A sala de aula era a própria sala da casa, onde se almoçava e jantava, se trabalhava e se convivia em família. Digo bem, convivia, pois a telefonia e a televisão estavam longe de invadir os lares e, era falando umas com as outras, contando e ouvindo histórias, que as pessoas desfrutavam os seus tempos de lazer. Além da mesa, das cadeiras, do guarda-loiça e do aparador, lá estava a máquina de costura Singer e uma pequena bancada onde a mestra, ao mesmo tempo que ia entretendo os seus minúsculos pupilos, ia estendendo um melaço de açúcar, amarelado, espesso e quente que, depois de frio e endurecido, cortava em pedacinhos, com que fazia rebuçados para fora. Dizia-se "para fora" porque estas guloseimas caseiras, enroladas em papelinhos de diversas cores, eram fornecidas às lojas que lhas encomendavam e que, por sua vez, as vendiam a uma clientela jovem.

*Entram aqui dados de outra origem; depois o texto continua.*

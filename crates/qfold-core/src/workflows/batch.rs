use super::discover::{AttemptOutcome, AttemptSummary, attempt_discovery};
use super::record::DiscoveryRecord;
use crate::core::tables::ReferenceTables;
use crate::engine::config::DiscoveryConfig;
use crate::engine::control::AttemptControl;
use crate::engine::error::EngineError;
use crate::engine::progress::{Progress, ProgressReporter};
use tracing::{info, instrument, warn};

#[cfg(feature = "parallel")]
use rayon::prelude::*;

#[derive(Debug)]
pub struct BatchEntry {
    pub input: String,
    pub result: Result<AttemptOutcome, EngineError>,
}

impl BatchEntry {
    pub fn summary(&self) -> AttemptSummary {
        match &self.result {
            Ok(outcome) => outcome.summary(),
            Err(err) => AttemptSummary {
                sequence: self.input.clone(),
                outcome: "error".to_string(),
                id: None,
                seed: None,
                rigor_score: None,
                total_energy: None,
                detail: err.to_string(),
            },
        }
    }
}

/// Results of a batch run, in input order.
#[derive(Debug, Default)]
pub struct BatchReport {
    pub entries: Vec<BatchEntry>,
    /// Attempts that reached a terminal state, accepted or rejected.
    pub attempts: usize,
    pub accepted: usize,
    pub rejected: usize,
    pub failed: usize,
}

impl BatchReport {
    pub fn records(&self) -> impl Iterator<Item = &DiscoveryRecord> {
        self.entries
            .iter()
            .filter_map(|e| e.result.as_ref().ok().and_then(AttemptOutcome::record))
    }
}

/// Runs one attempt per sequence. A rejection or an error for one sequence never stops the
/// others; each shares `control`, so cancelling it winds the whole batch down.
#[instrument(skip_all, name = "batch_driver", fields(sequences = sequences.len()))]
pub fn run<S>(
    sequences: &[S],
    config: &DiscoveryConfig,
    tables: &ReferenceTables,
    control: &AttemptControl,
    reporter: &ProgressReporter,
) -> BatchReport
where
    S: AsRef<str> + Sync,
{
    reporter.report(Progress::TaskStart {
        total_steps: sequences.len() as u64,
    });

    #[cfg(not(feature = "parallel"))]
    let iterator = sequences.iter();

    #[cfg(feature = "parallel")]
    let iterator = sequences.par_iter();

    // Attempts running side by side would interleave their phases, so only a lone attempt
    // reports through the batch reporter.
    let single = sequences.len() == 1;
    let entries: Vec<BatchEntry> = iterator
        .map(|input| {
            let input = input.as_ref();
            let silent = ProgressReporter::new();
            let attempt_reporter = if single { reporter } else { &silent };
            let result = attempt_discovery(input, config, tables, control, attempt_reporter);
            if let Err(err) = &result {
                warn!(sequence = input, error = %err, "Attempt failed.");
            }
            reporter.report(Progress::Message(attempt_message(input, &result)));
            reporter.report(Progress::TaskIncrement);
            BatchEntry {
                input: input.to_string(),
                result,
            }
        })
        .collect();

    reporter.report(Progress::TaskFinish);

    let mut report = BatchReport::default();
    for entry in &entries {
        match &entry.result {
            Ok(AttemptOutcome::Accepted(_)) => report.accepted += 1,
            Ok(AttemptOutcome::Rejected(_)) => report.rejected += 1,
            Err(_) => report.failed += 1,
        }
    }
    report.attempts = report.accepted + report.rejected;
    report.entries = entries;

    info!(
        attempts = report.attempts,
        accepted = report.accepted,
        rejected = report.rejected,
        failed = report.failed,
        "Batch finished."
    );
    report
}

fn attempt_message(input: &str, result: &Result<AttemptOutcome, EngineError>) -> String {
    match result {
        Ok(AttemptOutcome::Accepted(record)) => format!(
            "{input}: accepted (rigor {:.3})",
            record.verdict().rigor_score
        ),
        Ok(AttemptOutcome::Rejected(rejection)) => {
            format!("{input}: rejected, {}", rejection.reason)
        }
        Err(err) => format!("{input}: error, {err}"),
    }
}
use crate::cli::DiscoverArgs;
use crate::config::PartialDiscoveryConfig;
use crate::error::{CliError, Result};
use crate::utils::io;
use crate::utils::progress::CliProgressHandler;
use qfold::engine::control::AttemptControl;
use qfold::engine::progress::{Progress, ProgressReporter};
use qfold::workflows::batch::{self, BatchEntry};
use std::time::Duration;
use tracing::{info, warn};

pub fn run(args: DiscoverArgs, show_progress: bool) -> Result<()> {
    let partial_config = PartialDiscoveryConfig::from_optional_file(args.config.as_deref())?;
    let tables = partial_config.load_tables()?;
    info!("Merging configuration from file and CLI arguments...");
    let config = partial_config.merge_with_cli(&args)?;

    let sequences = collect_sequences(&args)?;
    info!(count = sequences.len(), "Collected input sequences.");

    std::fs::create_dir_all(&args.output)?;
    let summary_path = args
        .summary
        .clone()
        .unwrap_or_else(|| args.output.join("summary.csv"));

    let mut control = AttemptControl::new();
    if let Some(seconds) = args.time_limit {
        let budget = Duration::try_from_secs_f64(seconds).map_err(|_| {
            CliError::Argument(format!("time limit {seconds} is not a valid duration"))
        })?;
        control = control.with_timeout(budget);
    }

    let progress_handler = if show_progress {
        CliProgressHandler::new()
    } else {
        CliProgressHandler::hidden()
    };
    let reporter = ProgressReporter::with_callback(progress_handler.get_callback());

    println!("Starting discovery for {} sequence(s)...", sequences.len());
    reporter.report(Progress::PhaseStart { name: "Discovery" });
    let report = batch::run(&sequences, &config, &tables, &control, &reporter);
    reporter.report(Progress::PhaseFinish);

    for record in report.records() {
        let path = io::write_discovery(&args.output, &record.to_export())?;
        info!(
            "Writing discovery {} (rigor {:.3}) to {:?}",
            record.id(),
            record.verdict().rigor_score,
            &path
        );
        println!(
            "✓ {} accepted (rigor {:.3}, energy {:.3} kcal/mol): {}",
            record.sequence(),
            record.verdict().rigor_score,
            record.report().total_energy,
            path.display()
        );
    }

    let rows: Vec<_> = report.entries.iter().map(BatchEntry::summary).collect();
    io::write_summary(&summary_path, &rows)?;
    println!(
        "Attempts: {}, accepted: {}, rejected: {}, errors: {}. Summary written to: {}",
        report.attempts,
        report.accepted,
        report.rejected,
        report.failed,
        summary_path.display()
    );

    if report.accepted == 0 {
        warn!("Run completed but no candidate was accepted.");
    }
    if report.attempts == 0 {
        if let Some(err) = report.entries.into_iter().find_map(|e| e.result.err()) {
            return Err(err.into());
        }
    }
    Ok(())
}

fn collect_sequences(args: &DiscoverArgs) -> Result<Vec<String>> {
    let mut sequences: Vec<String> = args.sequences.iter().map(|s| s.trim().to_string()).collect();
    if let Some(path) = &args.input {
        sequences.extend(io::read_sequences(path)?);
    }
    if sequences.is_empty() {
        return Err(CliError::Argument(
            "no sequences given; pass them as arguments or with --input".to_string(),
        ));
    }
    Ok(sequences)
}
use super::{GateKind, GateOutcome};
use crate::core::models::conformation::SecondaryStructureFractions;
use crate::core::tables::ReferenceTables;
use crate::core::tables::reference::DEFAULT_CLASS_TAG;

/// Sub-score `1 / (1 + d / tolerance)`; exactly 0.5 at the pass boundary.
pub fn score(distance: f64, tolerance: f64) -> f64 {
    if tolerance <= 0.0 {
        return if distance <= 0.0 { 1.0 } else { 0.0 };
    }
    1.0 / (1.0 + distance / tolerance)
}

/// Compares a helix/sheet/coil composition to the reference ranges for `class_tag`.
pub fn evaluate(
    fractions: &SecondaryStructureFractions,
    class_tag: Option<&str>,
    tables: &ReferenceTables,
    tolerance: f64,
) -> GateOutcome {
    let (tag, reference) = tables.class_reference(class_tag);
    let distance = reference.distance(fractions);
    let passed = distance <= tolerance;

    let mut justifications = vec![format!(
        "composition H {:.2} / E {:.2} / C {:.2} compared with class '{tag}'",
        fractions.helix, fractions.sheet, fractions.coil
    )];
    if let Some(requested) = class_tag {
        let requested = requested.trim();
        if !requested.is_empty()
            && tag == DEFAULT_CLASS_TAG
            && !requested.eq_ignore_ascii_case(DEFAULT_CLASS_TAG)
        {
            let known: Vec<&str> = tables.class_tags().collect();
            justifications.push(format!(
                "unknown class tag '{requested}', used '{tag}' (known: {})",
                known.join(", ")
            ));
        }
    }
    justifications.push(format!(
        "{}: range distance {distance:.3} <= {tolerance}",
        if passed { "pass" } else { "FAIL" }
    ));

    GateOutcome {
        gate: GateKind::Reality,
        passed,
        score: score(distance, tolerance),
        justifications,
    }
}
use qfold::core::encoder::encode;
use qfold::core::energy::evaluator::{EnergyEvaluator, EnergyParams};
use qfold::core::models::conformation::{Conformation, DihedralPair};
use qfold::core::models::residue::AminoAcid;
use qfold::core::models::sequence::Sequence;
use qfold::core::tables::ReferenceTables;
use qfold::engine::config::{GraphConfig, InitialAmplitudes};
use qfold::engine::graph::{Basis, StateGraph};
use qfold::engine::sampling::collapse;
use qfold::workflows::score_conformation;
use rand::rngs::StdRng;
use rand::{Rng, SeedableRng};
use std::sync::Arc;

const HELIX: DihedralPair = DihedralPair {
    phi: -63.0,
    psi: -43.0,
};
const STRAND: DihedralPair = DihedralPair {
    phi: -120.0,
    psi: 130.0,
};
const POLYPROLINE: DihedralPair = DihedralPair {
    phi: -75.0,
    psi: 150.0,
};
const SCENARIO_SEQUENCE: &str = "AGPLAWATAFSAVAIKKKIDVERLYNAQ";
const HELICAL_PEPTIDE: &str = "AAEAAAKAAAEAALKAAAEAAKAA";

fn conservative_partners(aa: AminoAcid) -> &'static [AminoAcid] {
    use AminoAcid::*;
    match aa {
        Leucine => &[Isoleucine],
        Isoleucine => &[Leucine, Valine],
        Valine => &[Isoleucine],
        Lysine => &[Arginine],
        Arginine => &[Lysine],
        GlutamicAcid => &[AsparticAcid],
        AsparticAcid => &[GlutamicAcid],
        _ => &[],
    }
}

fn charge_reversals(aa: AminoAcid) -> &'static [AminoAcid] {
    use AminoAcid::*;
    match aa {
        Lysine | Arginine => &[AsparticAcid, GlutamicAcid],
        AsparticAcid | GlutamicAcid => &[Lysine, Arginine],
        _ => &[],
    }
}

/// Uniform helix, strand and polyproline backbones, uniformly random backbones, and draws
/// collapsed from the state graph of `sequence`.
fn conformations(sequence: &Sequence, tables: &ReferenceTables) -> Vec<Conformation> {
    let n = sequence.len();
    let mut conformations: Vec<Conformation> = [HELIX, STRAND, POLYPROLINE]
        .into_iter()
        .map(|pair| Conformation::uniform(n, pair))
        .collect();

    let mut rng = StdRng::seed_from_u64(0x5EED);
    for _ in 0..4 {
        let angles = (0..n)
            .map(|_| {
                DihedralPair::new(rng.gen_range(-179.9..=180.0), rng.gen_range(-179.9..=180.0))
            })
            .collect();
        conformations.push(Conformation::new(angles));
    }

    let evaluator = EnergyEvaluator::new(tables, EnergyParams::default());
    let graph = Arc::new(StateGraph::build(
        &encode(sequence),
        Basis::new(12),
        300.0,
        InitialAmplitudes::FeatureWeighted,
        &GraphConfig::default(),
        tables,
        &evaluator,
    ));
    let pool = collapse(&graph, 4, 300.0, 17, 0, |c| evaluator.evaluate(sequence, c)).unwrap();
    conformations.extend(pool.samples().iter().map(|s| s.sample.conformation().clone()));
    conformations
}

#[derive(Debug, Default)]
struct SubstitutionSweep {
    largest_conservative: f64,
    smallest_reversal: f64,
    worst_conservative: Option<String>,
    worst_reversal: Option<String>,
}

/// Scores every conservative and every charge-reversing point substitution of `wild_type` on
/// each conformation, keeping the extremes of the energy shift.
fn sweep(wild_type: &str) -> SubstitutionSweep {
    let tables = ReferenceTables::builtin();
    let params = EnergyParams::default();
    let wild_type: Sequence = wild_type.parse().unwrap();
    let mut result = SubstitutionSweep {
        smallest_reversal: f64::INFINITY,
        ..SubstitutionSweep::default()
    };

    for (c, conformation) in conformations(&wild_type, &tables).iter().enumerate() {
        let base = score_conformation(&wild_type, conformation, &tables, &params)
            .unwrap()
            .total_energy;
        for (position, aa) in wild_type.iter().enumerate() {
            let shift = |to: AminoAcid| {
                let mutant = wild_type.with_substitution(position, to).unwrap();
                let energy = score_conformation(&mutant, conformation, &tables, &params)
                    .unwrap()
                    .total_energy;
                ((energy - base).abs(), format!("{aa}{}{to} on conformation {c}", position + 1))
            };
            for &to in conservative_partners(aa) {
                let (delta, label) = shift(to);
                if delta > result.largest_conservative {
                    result.largest_conservative = delta;
                    result.worst_conservative = Some(label);
                }
            }
            for &to in charge_reversals(aa) {
                let (delta, label) = shift(to);
                if delta < result.smallest_reversal {
                    result.smallest_reversal = delta;
                    result.worst_reversal = Some(label);
                }
            }
        }
    }
    result
}

fn assert_substitutions_are_separated(wild_type: &str) {
    let result = sweep(wild_type);
    let tolerance = EnergyParams::SUBSTITUTION_TOLERANCE;
    assert!(result.worst_conservative.is_some() && result.worst_reversal.is_some());
    assert!(
        result.largest_conservative < tolerance,
        "conservative {:?} shifted the energy by {:.3}",
        result.worst_conservative,
        result.largest_conservative
    );
    assert!(
        result.smallest_reversal > tolerance,
        "reversal {:?} shifted the energy by only {:.3}",
        result.worst_reversal,
        result.smallest_reversal
    );
}

#[test]
fn substitutions_of_the_scenario_sequence_separate_at_the_tolerance() {
    assert_substitutions_are_separated(SCENARIO_SEQUENCE);
}

#[test]
fn substitutions_of_a_salt_bridged_helix_separate_at_the_tolerance() {
    assert_substitutions_are_separated(HELICAL_PEPTIDE);
}

#[test]
fn scoring_is_bit_for_bit_reproducible() {
    let tables = ReferenceTables::builtin();
    let sequence: Sequence = HELICAL_PEPTIDE.parse().unwrap();
    let mut angles = Vec::new();
    for i in 0..sequence.len() {
        let t = i as f64;
        angles.push(DihedralPair::new(-120.0 + 9.5 * t, 130.0 - 11.0 * t));
    }
    let conformation = Conformation::new(angles);

    let first = score_conformation(&sequence, &conformation, &tables, &EnergyParams::default())
        .unwrap();
    let second = score_conformation(&sequence, &conformation, &tables, &EnergyParams::default())
        .unwrap();
    assert_eq!(first, second);
    assert_eq!(first.total_energy.to_bits(), second.total_energy.to_bits());
}

#[test]
fn all_helix_conformation_is_labelled_helical() {
    let tables = ReferenceTables::builtin();
    let sequence: Sequence = HELICAL_PEPTIDE.parse().unwrap();
    let report = score_conformation(
        &sequence,
        &Conformation::uniform(sequence.len(), HELIX),
        &tables,
        &EnergyParams::default(),
    )
    .unwrap();
    assert!(report.secondary_structure_string().chars().all(|c| c == 'H'));
    assert!(report.fractions.helix > 0.99);
}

Era num espaço mais alargado desta, que era a maior divisão da casa, que uma meia dúzia de crianças, em idade pré-escolar, sentadas em cadeirinhas ou banquinhos de tamanho a condizer, com a dita pedra sobre os joelhos, procuravam desenhar as letras e os algarismos que a mestra escrevia para que elas copiassem. Muito longe da reconhecida actividade pedagógica dos actuais jardins de infância, apoiados em profissionais com preparação adequada, estar na mestra da minha infância, pouco mais era do que libertar as mães de então que, assim, podiam dispor de tempo para o muito trabalho doméstico que desenvolviam, onde não faltava a costura inerente a uma família inteira, numa época que roupa de casa e de vestir era quase toda confeccionada em casa.

Da mestra Chica ficou-me uma certa fixação à ardósia, não só a do pequeno objecto de estimação, que continuo a ter em casa, na cozinha, e onde se tomam notas próprias do dia-a-dia, como a do grande "quadro preto" da sala de aula que me acompanhou, como aluno, da primária à universidade, e onde durante quatro décadas, como docente, escrevi a giz, ao tempo em que esse auxiliar pedagógico não tinha a concorrência de retroprojectores, diapositivos e de todos os equipamentos electrónicos que marcam presença no ensino dos dias de hoje.